In July 2020, Deputy ICC Judge Baister accepted EWL’s argument and made a winding-up order. He held that Melars’ COMI was not in Malta because that was simply a “letterbox” and it had no real operations there. Having moved on to weigh rival factors in favour of Switzerland and England and Wales, he ultimately concluded in favour of the latter. This was on the basis of the charterparty’s connections to England, other contracts governed by English law and with English dispute resolution clauses, use of an online payment service in England and Melars’ involvement in defending legal proceedings in England.

In May 2021, Miles J allowed Melars’ appeal. He held that the Deputy Judge had erred in his approach to the COMI test in various respects, including that he had failed to examine the question of whether the connecting factors on which he had relied were “ascertainable by third parties” in the relevant sense. Miles J held that this test denoted matters already in the public domain and which a typical third party would learn as a result of dealing with the company without enquiry, applying the decision of the Court of Appeal in Re Stanford International Bank [2011] Ch 33. In Miles J’s view, a number of the connecting factors relied on by EWL were inadmissible because there was no evidence that they would have been ascertainable by a typical third party creditor.

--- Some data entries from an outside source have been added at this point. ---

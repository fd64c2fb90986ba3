#![forbid(unsafe_code)]

//! Renderer configuration.
//!
//! | Field | Default | Source |
//! |---|---|---|
//! | `prefix` | `tal:` | `TAL_PREFIX`, TOML/JSON `prefix` |
//! | `strip_unknown` | `true` | TOML/JSON `strip_unknown` |
//!
//! File formats are available with the `config` feature.

use std::env;

use crate::error::{Result, TalError};

/// Default directive attribute prefix.
pub const DEFAULT_PREFIX: &str = "tal:";

/// Environment variable overriding the prefix.
pub const PREFIX_ENV: &str = "TAL_PREFIX";

/// Directive names, in application order.
pub const DIRECTIVES: [&str; 9] = [
    "define",
    "condition",
    "with",
    "repeat",
    "content",
    "replace",
    "attributes",
    "omit-tag",
    "listen",
];

#[derive(Clone, Debug, PartialEq, Eq)]
#[cfg_attr(feature = "config", derive(serde::Deserialize, serde::Serialize))]
#[cfg_attr(feature = "config", serde(default, deny_unknown_fields))]
pub struct TalConfig {
    /// Attribute prefix of directives (`tal:` gives `tal:content`).
    pub prefix: String,
    /// Remove every remaining prefixed attribute after processing a node.
    pub strip_unknown: bool,
}

impl Default for TalConfig {
    fn default() -> Self {
        Self {
            prefix: DEFAULT_PREFIX.to_owned(),
            strip_unknown: true,
        }
    }
}

impl TalConfig {
    #[must_use]
    pub fn new() -> Self {
        Self::default()
    }

    #[must_use]
    pub fn with_prefix(mut self, prefix: impl Into<String>) -> Self {
        self.prefix = prefix.into();
        self
    }

    #[must_use]
    pub fn with_strip_unknown(mut self, strip: bool) -> Self {
        self.strip_unknown = strip;
        self
    }

    /// Defaults overridden by `TAL_PREFIX`.
    pub fn from_env() -> Result<Self> {
        Self::from_env_value(env::var(PREFIX_ENV).ok().as_deref())
    }

    fn from_env_value(prefix: Option<&str>) -> Result<Self> {
        let config = match prefix {
            Some(prefix) => Self::default().with_prefix(prefix.trim()),
            None => Self::default(),
        };
        config.validate()?;
        Ok(config)
    }

    /// Reject prefixes that cannot appear in an attribute name.
    pub fn validate(&self) -> Result<()> {
        if self.prefix.is_empty() {
            return Err(TalError::config("prefix must not be empty"));
        }
        if self
            .prefix
            .chars()
            .any(|c| c.is_whitespace() || matches!(c, '"' | '\'' | '>' | '/' | '='))
        {
            return Err(TalError::config(format!(
                "prefix {:?} is not a valid attribute name prefix",
                self.prefix
            )));
        }
        Ok(())
    }

    /// Full attribute name of `directive`.
    #[must_use]
    pub fn attribute(&self, directive: &str) -> String {
        format!("{}{directive}", self.prefix)
    }

    /// Attribute names of all directives, in application order.
    #[must_use]
    pub fn attributes(&self) -> Vec<String> {
        DIRECTIVES.iter().map(|d| self.attribute(d)).collect()
    }

    /// Attribute names are matched lowercased, like the HTML parser stores them.
    #[must_use]
    pub fn is_prefixed(&self, attribute: &str) -> bool {
        attribute
            .get(..self.prefix.len())
            .is_some_and(|head| head.eq_ignore_ascii_case(&self.prefix))
    }

    #[cfg(feature = "config")]
    pub fn from_toml_str(text: &str) -> Result<Self> {
        let config: Self = toml::from_str(text).map_err(|err| TalError::config(err.to_string()))?;
        config.validate()?;
        Ok(config)
    }

    #[cfg(feature = "config")]
    pub fn from_json_str(text: &str) -> Result<Self> {
        let config: Self =
            serde_json::from_str(text).map_err(|err| TalError::config(err.to_string()))?;
        config.validate()?;
        Ok(config)
    }
}
#![forbid(unsafe_code)]

//! `listen`: write DOM state back into the context.
//!
//! | Name | DOM event | Written value |
//! |---|---|---|
//! | `value` | `change` | `value` property |
//! | `checked` | `change` | `checked` property |
//! | `input` | `input` | `value` property |
//! | `toggle` | `toggle` | the event's new state |
//! | other | same name | the event (callables are called with it) |
//!
//! Targets resolve in writer mode, so a path to a plain property becomes a
//! setter. Listeners hold the document weakly.
//!
//! `value` and `checked` also observe the property itself, so a
//! programmatic [`Document::set_property`](tal_dom::Document::set_property)
//! reaches the context without a `change` event.

use std::rc::Rc;

use tal_dom::{Event, Listener, NodeId, Property, PropertyObserver, WeakDocument};

use crate::error::Result;
use crate::parser::Renderer;
use crate::statements::{Directives, Pair};
use crate::tales::{self, Expression, Getter};
use crate::value::Value;

fn to_value(property: Option<Property>) -> Value {
    match property {
        Some(Property::Bool(flag)) => Value::from(flag),
        Some(Property::Text(text)) => Value::string(text),
        None => Value::Undefined,
    }
}

fn property_value(document: &WeakDocument, event: &Event, property: &str) -> Option<Value> {
    let doc = document.upgrade()?;
    let target = event.target()?;
    Some(to_value(doc.property(target, property)))
}

fn observer(getter: Getter) -> PropertyObserver {
    Rc::new(move |value: &Property| getter.set(to_value(Some(value.clone()))))
}

fn listener(name: &str, getter: Getter, document: WeakDocument) -> (String, Listener) {
    match name {
        "value" | "checked" => {
            let property = name.to_owned();
            let listener: Listener = Rc::new(move |event: &Event| {
                if let Some(value) = property_value(&document, event, &property) {
                    getter.set(value);
                }
            });
            ("change".to_owned(), listener)
        }
        "input" => {
            let listener: Listener = Rc::new(move |event: &Event| {
                if let Some(value) = property_value(&document, event, "value") {
                    getter.set(value);
                }
            });
            ("input".to_owned(), listener)
        }
        "toggle" => {
            let listener: Listener = Rc::new(move |event: &Event| {
                getter.set(event.new_state().map_or(Value::Undefined, Value::string));
            });
            ("toggle".to_owned(), listener)
        }
        other => {
            let listener: Listener = Rc::new(move |event: &Event| {
                let payload = Value::Event(Rc::new(event.clone()));
                if getter.is_callable() {
                    getter.invoke(&[payload]);
                } else {
                    getter.set(payload);
                }
            });
            (other.to_owned(), listener)
        }
    }
}

pub(crate) fn apply(renderer: &Renderer, el: NodeId, pairs: &[Pair], context: &Value) -> Result<()> {
    let doc = renderer.document();
    for pair in pairs {
        let getter = match tales::resolve(&pair.expression, context, true) {
            Ok(Expression::Getter(getter)) => getter,
            Ok(Expression::Literal(_)) => {
                tracing::debug!(message = "listen.literal", event = %pair.name);
                continue;
            }
            Ok(Expression::Unresolved) => {
                tracing::warn!(
                    message = "directive.unresolved",
                    directive = Directives::LISTEN.name(),
                    expression = %pair.expression
                );
                continue;
            }
            Err(err) => {
                tracing::error!(
                    message = "directive.failed",
                    directive = Directives::LISTEN.name(),
                    event = %pair.name,
                    error = %err
                );
                continue;
            }
        };
        if matches!(pair.name.as_str(), "value" | "checked") {
            doc.observe_property(el, &pair.name, observer(getter.clone()));
        }
        let (kind, listener) = listener(&pair.name, getter, doc.downgrade());
        tracing::trace!(message = "listen.attach", node = ?el, kind = %kind);
        doc.add_event_listener(el, &kind, listener);
    }
    Ok(())
}
#![forbid(unsafe_code)]

//! Arena-backed document tree.
//!
//! [`Document`] is a cheap, clonable handle (`Rc<RefCell<..>>`) over a
//! generational node arena. Every operation borrows the arena only for its
//! own duration; listeners and freed node payloads are always released after
//! the borrow ends, so callbacks may freely re-enter the document.
//!
//! # Invariants
//!
//! 1. A node has at most one parent and appears exactly once in that
//!    parent's child list.
//! 2. Fragments are never inserted: inserting a fragment moves its children.
//! 3. Operations on a stale [`NodeId`] are no-ops (or return `None`/`false`).
//! 4. A node is never inserted into its own subtree.
//! 5. `<template>` children live in a separate inert content fragment that
//!    tree traversal does not enter.
//!
//! # Failure Modes
//!
//! - Inserting an ancestor into its descendant: rejected, logged at `warn`.
//! - Stale handles: silently ignored; use [`Document::is_alive`] to check.

use std::cell::RefCell;
use std::fmt;
use std::rc::{Rc, Weak};

use smallvec::SmallVec;

use crate::event::Event;
use crate::html;
use crate::node::{
    BOOLEAN_PROPERTIES, ElementData, Listener, NodeData, NodeEntry, NodeId, NodeKind, Property,
    PropertyObserver,
};

// ---------------------------------------------------------------------------
// Tree: the arena
// ---------------------------------------------------------------------------

struct Slot {
    generation: u32,
    entry: Option<NodeEntry>,
}

/// Generational arena of nodes with tree links.
pub(crate) struct Tree {
    slots: Vec<Slot>,
    free: Vec<u32>,
    live: usize,
}
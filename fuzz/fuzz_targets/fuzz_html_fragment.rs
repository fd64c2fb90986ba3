#![no_main]

use libfuzzer_sys::fuzz_target;
use tal_dom::Document;

fuzz_target!(|data: &[u8]| {
    let Ok(markup) = std::str::from_utf8(data) else {
        return;
    };
    let doc = Document::from_html(markup);
    let body = doc.body();
    let first = doc.inner_html(body);

    // Serialized output parses back to itself.
    let again = Document::from_html(&first);
    assert_eq!(again.inner_html(again.body()), first);

    let fragment = doc.parse_fragment(markup);
    doc.dispose(fragment);
    doc.set_inner_html(body, "");
    assert_eq!(doc.inner_html(body), "");
});
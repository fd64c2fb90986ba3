#![forbid(unsafe_code)]

//! `content` and `replace`.
//!
//! | Directive | `text` | `structure` |
//! |---|---|---|
//! | `content` | element text | element inner HTML |
//! | `replace` | anchor text node | parsed fragment after the anchor |
//!
//! `replace` swaps the element for an empty text anchor that owns the
//! binding; structure updates remove the nodes inserted by the previous
//! update before inserting the new fragment.

use std::cell::RefCell;
use std::rc::Rc;

use tal_dom::NodeId;

use crate::error::{Result, TalError};
use crate::parser::Renderer;
use crate::statements::{self, Apply, Directives, TextMode};
use crate::value::Value;

pub(crate) fn apply_content(
    renderer: &Renderer,
    el: NodeId,
    mode: TextMode,
    expression: &str,
    context: &Value,
) -> Result<()> {
    let resolved = statements::resolve(Directives::CONTENT, expression, context)?;
    let update: Apply = Rc::new(move |renderer, value| {
        let doc = renderer.document();
        if !doc.is_alive(el) {
            return;
        }
        renderer.release_children(el);
        let text = value.to_string();
        match mode {
            TextMode::Text => doc.set_text_content(el, &text),
            TextMode::Structure => doc.set_inner_html(el, &text),
        }
    });
    let scope = statements::bind(renderer, &resolved, update)?;
    renderer.attach(el, scope);
    Ok(())
}

pub(crate) fn apply_replace(
    renderer: &Renderer,
    el: NodeId,
    mode: TextMode,
    expression: &str,
    context: &Value,
) -> Result<()> {
    let resolved = statements::resolve(Directives::REPLACE, expression, context)?;
    let doc = renderer.document();
    let anchor = doc.create_text("");
    if !doc.replace_with(el, &[anchor]) {
        doc.dispose(anchor);
        return Err(TalError::unsupported("replace on an element without a parent"));
    }
    renderer.remove_node(el);

    let inserted: RefCell<Vec<NodeId>> = RefCell::new(Vec::new());
    let update: Apply = Rc::new(move |renderer, value| {
        let doc = renderer.document();
        if !doc.is_alive(anchor) {
            return;
        }
        let previous = inserted.take();
        for node in previous {
            renderer.remove_node(node);
        }
        let text = value.to_string();
        match mode {
            TextMode::Text => doc.set_text_content(anchor, &text),
            TextMode::Structure => {
                let fragment = doc.parse_fragment(&text);
                let nodes = doc.children(fragment);
                doc.after(anchor, &[fragment]);
                doc.dispose(fragment);
                *inserted.borrow_mut() = nodes;
            }
        }
    });
    let scope = statements::bind(renderer, &resolved, update)?;
    renderer.attach(anchor, scope);
    Ok(())
}
#![forbid(unsafe_code)]

//! Computed properties.
//!
//! [`Observable::define_computed`] installs a getter on an object wrapper.
//! The getter is run once inside a detection window to learn what it reads;
//! whenever one of those dependencies changes, it is recomputed and, if the
//! result differs (strict equality), observers of the computed name are
//! notified.
//!
//! Dependencies are fixed at definition time. A getter that reads different
//! properties on different branches only tracks the branch taken first.

use std::cell::RefCell;
use std::rc::Rc;

use crate::error::{Result, TalError};
use crate::value::Value;

use super::detect;
use super::observable::{Observable, Target, is_reserved};
use super::observers::{Change, callback};

impl Observable {
    /// Define `name` as a property computed by `getter`.
    ///
    /// Fails with [`TalError::NotAnObject`] on non-object wrappers,
    /// [`TalError::ReservedProperty`] for reserved names and
    /// [`TalError::NestedDetection`] when called inside a detection window.
    pub fn define_computed(
        &self,
        name: &str,
        getter: impl Fn(&Observable) -> Value + 'static,
    ) -> Result<()> {
        let Target::Object(object) = &self.inner.target else {
            return Err(TalError::NotAnObject);
        };
        if is_reserved(name) {
            return Err(TalError::reserved(name));
        }
        let getter: Rc<dyn Fn(&Observable) -> Value> = Rc::new(getter);
        let (initial, deps) = detect::detect_with(|| getter(self))?;
        let replaced = object.define_getter(name, Rc::clone(&getter));
        drop(replaced);

        let cache = Rc::new(RefCell::new(initial));
        let owner = self.downgrade();
        let property = name.to_owned();
        let recompute = callback(move |_: &Change, _: &str| {
            let Some(owner) = owner.upgrade() else {
                return;
            };
            let next = getter(&owner);
            let changed = !cache.borrow().strict_eq(&next);
            if changed {
                let previous = cache.replace(next.clone());
                drop(previous);
                owner.dispatch(&property, &Change::Value(next));
            }
        });

        tracing::debug!(
            message = "observable.computed",
            property = name,
            dependencies = deps.len()
        );
        let subscriptions: Vec<_> = deps
            .iter()
            .filter(|dep| !(dep.observable.ptr_eq(self) && dep.property == name))
            .map(|dep| {
                dep.observable
                    .subscribe_callback(&dep.property, Rc::clone(&recompute))
            })
            .collect();
        drop(deps);
        self.inner.computed.borrow_mut().extend(subscriptions);
        Ok(())
    }
}
mod cli;
mod commands;
mod config;
mod error;
mod logging;
mod session;
mod ui;
mod utils;

use crate::cli::{Cli, Commands};
use crate::commands::solve::Target;
use crate::config::AppConfig;
use crate::error::Result;
use clap::Parser;
use huckel::core::presets::registry::PresetRegistry;
use tracing::{debug, error, info};

fn main() {
    if let Err(e) = run_app() {
        eprintln!("\n❌ Error: {}", e);
        std::process::exit(1);
    }
}

fn run_app() -> Result<()> {
    let cli = Cli::parse();
    logging::setup_logging(cli.verbose, cli.quiet, cli.log_file.as_deref())?;

    info!(
        "🚀 Hückel Solver v{} starting up.",
        env!("CARGO_PKG_VERSION")
    );
    debug!("Full CLI arguments parsed: {:?}", &cli);

    let command_result = dispatch(cli);

    match &command_result {
        Ok(_) => info!("✅ Command completed successfully."),
        Err(e) => error!("❌ Command failed: {}", e),
    }
    command_result
}

fn dispatch(cli: Cli) -> Result<()> {
    let config = config::build_config(&cli.settings)?;
    let presets = load_presets(&config)?;
    let mut stdout = std::io::stdout().lock();

    let target = match cli.command.unwrap_or(Commands::Interactive) {
        Commands::Interactive => {
            info!("Dispatching to interactive session.");
            drop(stdout);
            return commands::interactive::run(&presets, &config);
        }
        Commands::Presets => {
            info!("Dispatching to 'presets' command.");
            return commands::presets::run(&presets, &mut stdout);
        }
        Commands::Linear { atoms } => Target::Linear(atoms),
        Commands::Cyclic { atoms } => Target::Cyclic(atoms),
        Commands::Preset { name } => Target::Preset(name),
        Commands::Custom { bonds } => Target::Custom(bonds),
    };
    info!("Dispatching to solver.");
    commands::solve::run(&target, &presets, &config, &mut stdout)
}

fn load_presets(config: &AppConfig) -> Result<PresetRegistry> {
    match &config.presets_file {
        Some(path) => Ok(PresetRegistry::load(path)?),
        None => Ok(PresetRegistry::builtin()),
    }
}
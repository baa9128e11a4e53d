//! # Workflows Module
//!
//! High-level entry points that run the whole computation for a molecule.
//!
//! - **Solve Workflow** ([`solve`]) - Connectivity → Hamiltonian → eigenvalues → reduced
//!   spectrum
//!
//! Callers build a [`Connectivity`](crate::core::models::connectivity::Connectivity) with the
//! builders in [`core::connectivity`](crate::core::connectivity) or a preset, then hand it to
//! [`solve::run`] together with a [`SolverConfig`](crate::engine::config::SolverConfig).

pub mod solve;
use huckel::core::presets::registry::PresetRegistry;
use thiserror::Error;

#[derive(Debug, Error, Clone, PartialEq, Eq)]
pub enum InputError {
    #[error("Invalid input")]
    NotANumber,
    #[error("Value must be at least {min}")]
    BelowMinimum { min: usize },
    #[error("Invalid command")]
    UnknownCommand,
}

/// Validates one line of user input as an integer no smaller than `min`.
pub fn parse_atom_count(line: &str, min: usize) -> Result<usize, InputError> {
    let value: i64 = line.trim().parse().map_err(|_| InputError::NotANumber)?;
    match usize::try_from(value) {
        Ok(n) if n >= min => Ok(n),
        _ => Err(InputError::BelowMinimum { min }),
    }
}

fn normalize(line: &str) -> String {
    line.trim().to_lowercase()
}

#[derive(Debug, Clone, PartialEq, Eq)]
pub enum MenuCommand {
    Linear,
    Cyclic,
    Presets,
    Preset(String),
    Custom,
    Help,
    Quit,
}

impl MenuCommand {
    pub fn parse(line: &str, presets: &PresetRegistry) -> Result<Self, InputError> {
        let command = normalize(line);
        Ok(match command.as_str() {
            "linear" => Self::Linear,
            "cyclic" => Self::Cyclic,
            "presets" => Self::Presets,
            "custom" => Self::Custom,
            "help" => Self::Help,
            "quit" | "exit" => Self::Quit,
            name if presets.contains(name) => Self::Preset(command.clone()),
            _ => return Err(InputError::UnknownCommand),
        })
    }
}

#[derive(Debug, Clone, Copy, PartialEq, Eq)]
pub enum CustomCommand {
    Add,
    Remove,
    Bonds,
    Done,
    Cancel,
}

impl CustomCommand {
    pub fn parse(line: &str) -> Result<Self, InputError> {
        match normalize(line).as_str() {
            "add" => Ok(Self::Add),
            "remove" => Ok(Self::Remove),
            "bonds" => Ok(Self::Bonds),
            "done" => Ok(Self::Done),
            "cancel" => Ok(Self::Cancel),
            _ => Err(InputError::UnknownCommand),
        }
    }
}
use huckel::engine::config::{DEFAULT_MAX_EIGEN_ITERATIONS, DEFAULT_ROUNDING_DECIMALS};

pub struct DefaultsConfig {
    pub rounding_decimals: u32,
    pub max_eigen_iterations: usize,
    pub precision: usize,
    pub show_connectivity: bool,
}

impl Default for DefaultsConfig {
    fn default() -> Self {
        Self {
            rounding_decimals: DEFAULT_ROUNDING_DECIMALS,
            max_eigen_iterations: DEFAULT_MAX_EIGEN_ITERATIONS,
            precision: 3,
            show_connectivity: false,
        }
    }
}
use super::error::EngineError;
use nalgebra::{DMatrix, DVector, SymmetricEigen};
use tracing::trace;

/// Eigenvalues with their eigenvectors (columns), in the order the solver produced them.
#[derive(Debug, Clone)]
pub struct Eigensystem {
    pub eigenvalues: DVector<f64>,
    pub eigenvectors: DMatrix<f64>,
}

impl Eigensystem {
    pub fn dimension(&self) -> usize {
        self.eigenvalues.len()
    }
}

/// Diagonalise a real symmetric matrix.
///
/// Only the lower triangle is read, as with any symmetric solver. Failure to converge within
/// `max_iterations` sweeps is reported rather than retried.
pub fn diagonalize(h: DMatrix<f64>, max_iterations: usize) -> Result<Eigensystem, EngineError> {
    let (rows, cols) = h.shape();
    if rows != cols {
        return Err(EngineError::NotSquare { rows, cols });
    }
    if rows == 0 {
        return Err(EngineError::EmptySystem);
    }

    let eig = SymmetricEigen::try_new(h, f64::EPSILON, max_iterations)
        .ok_or(EngineError::Convergence { max_iterations })?;

    if let Some((index, &value)) = eig
        .eigenvalues
        .iter()
        .enumerate()
        .find(|(_, v)| !v.is_finite())
    {
        return Err(EngineError::NonFiniteEigenvalue { index, value });
    }
    trace!(eigenvalues = ?eig.eigenvalues.as_slice(), "Diagonalisation finished.");

    Ok(Eigensystem {
        eigenvalues: eig.eigenvalues,
        eigenvectors: eig.eigenvectors,
    })
}
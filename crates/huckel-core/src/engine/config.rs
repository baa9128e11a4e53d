use thiserror::Error;

pub const DEFAULT_ROUNDING_DECIMALS: u32 = 12;
/// Beyond 15 decimals an f64 cannot absorb eigensolver noise any more.
pub const MAX_ROUNDING_DECIMALS: u32 = 15;
pub const DEFAULT_MAX_EIGEN_ITERATIONS: usize = 10_000;

#[derive(Debug, Error, PartialEq, Eq, Clone)]
pub enum ConfigError {
    #[error("Missing required parameter: {0}")]
    MissingParameter(&'static str),
    #[error("Invalid value for '{name}': {reason}")]
    InvalidParameter { name: &'static str, reason: String },
}

#[derive(Debug, Clone, Copy, PartialEq, Eq)]
pub struct SolverConfig {
    /// Decimal digits eigenvalues are rounded to before degenerate levels are merged.
    pub rounding_decimals: u32,
    pub max_eigen_iterations: usize,
}

impl Default for SolverConfig {
    fn default() -> Self {
        Self {
            rounding_decimals: DEFAULT_ROUNDING_DECIMALS,
            max_eigen_iterations: DEFAULT_MAX_EIGEN_ITERATIONS,
        }
    }
}

#[derive(Default)]
pub struct SolverConfigBuilder {
    rounding_decimals: Option<u32>,
    max_eigen_iterations: Option<usize>,
}

impl SolverConfigBuilder {
    pub fn new() -> Self {
        Self::default()
    }

    pub fn rounding_decimals(mut self, decimals: u32) -> Self {
        self.rounding_decimals = Some(decimals);
        self
    }
    pub fn max_eigen_iterations(mut self, iterations: usize) -> Self {
        self.max_eigen_iterations = Some(iterations);
        self
    }

    pub fn build(self) -> Result<SolverConfig, ConfigError> {
        let rounding_decimals = self
            .rounding_decimals
            .ok_or(ConfigError::MissingParameter("rounding_decimals"))?;
        if rounding_decimals > MAX_ROUNDING_DECIMALS {
            return Err(ConfigError::InvalidParameter {
                name: "rounding_decimals",
                reason: format!("must be at most {}", MAX_ROUNDING_DECIMALS),
            });
        }

        let max_eigen_iterations = self
            .max_eigen_iterations
            .ok_or(ConfigError::MissingParameter("max_eigen_iterations"))?;
        if max_eigen_iterations == 0 {
            return Err(ConfigError::InvalidParameter {
                name: "max_eigen_iterations",
                reason: "must be positive".to_string(),
            });
        }

        Ok(SolverConfig {
            rounding_decimals,
            max_eigen_iterations,
        })
    }
}

#[cfg(test)]
mod tests {
    use super::*;

    #[test]
    fn builder_produces_config_with_given_values() {
        let config = SolverConfigBuilder::new()
            .rounding_decimals(8)
            .max_eigen_iterations(500)
            .build()
            .unwrap();
        assert_eq!(config.rounding_decimals, 8);
        assert_eq!(config.max_eigen_iterations, 500);
    }

    #[test]
    fn builder_reports_missing_parameters() {
        assert_eq!(
            SolverConfigBuilder::new().max_eigen_iterations(1).build(),
            Err(ConfigError::MissingParameter("rounding_decimals"))
        );
        assert_eq!(
            SolverConfigBuilder::new().rounding_decimals(12).build(),
            Err(ConfigError::MissingParameter("max_eigen_iterations"))
        );
    }

    #[test]
    fn builder_rejects_out_of_range_values() {
        assert!(matches!(
            SolverConfigBuilder::new()
                .rounding_decimals(16)
                .max_eigen_iterations(10)
                .build(),
            Err(ConfigError::InvalidParameter {
                name: "rounding_decimals",
                ..
            })
        ));
        assert!(matches!(
            SolverConfigBuilder::new()
                .rounding_decimals(12)
                .max_eigen_iterations(0)
                .build(),
            Err(ConfigError::InvalidParameter {
                name: "max_eigen_iterations",
                ..
            })
        ));
    }

    #[test]
    fn default_rounds_to_twelve_decimals() {
        assert_eq!(SolverConfig::default().rounding_decimals, 12);
    }
}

Snowden LJ gave the lead judgment on the second appeal. First, he agreed at [46] with Miles J that the Deputy Judge had erred in his view that a lack of evidence that the debtor actually carries out any activities at the place of its registered office allows the court to ignore or disregard the legal presumption under Article 3(1). It may make the presumption easier to rebut on a given set of facts, but it remains an operative presumption absent proof to the contrary.

Secondly, Snowden LJ held at [63] to [74] that Miles J had adopted too narrow an approach to the question of ascertainability and the concept of a typical third party. The use of the word “typical” was a feature of the facts and argument in Stanford and did not denote some hypothetical or average creditor to the exclusion of what had been learnt by actual creditors who had dealt with the company.

This point was illustrated at [65] by an example of a debtor company which entered into ten separate and bespoke commercial contracts with ten separate counterparties, with each contract being negotiated and signed by the same representative of the company in the same office, and each contract identifying the same representative of the debtor company in the same office as being responsible for dealing with the counterparty in respect of all matters arising out of the contract. In such a case, these matters would satisfy the test of ascertainability even though each counterparty may be unaware of the other counterparties and contracts.

Thirdly, however, Snowden LJ went on to hold  that Miles J’s approach to this issue was not central to his overall decision that the factors relied on by EWL did not displace the presumption that Melars’ COMI was in Malta. In particular, the existence of contracts governed by English law and providing for dispute resolution in London had no bearing on its COMI, and nor did the other matters relied on.

Accordingly the Court dismissed the appeal.

The decision provides useful clarification of the COMI test, in particular as it applies in the case of a so-called “letterbox” company or a company with little or no physical presence and limited dealings with creditors and other counter parties. The EU Regulation no longer applies in English law (save in transitional cases), but the test of COMI is reproduced in the ‘Retained Insolvency Regulation’ to which the Insolvency (Amendment) (EU Exit) Regulations 2019 give effect, and is also applied in applications for the recognition of foreign insolvencies.

James Sheehan acted for the respondent, Melars Group Limited, instructed by Oliver Humphrey, Hogan Lovells International LLP. Stephen Donnelly acted with James on the first appeal and at the written stage in the Court of Appeal.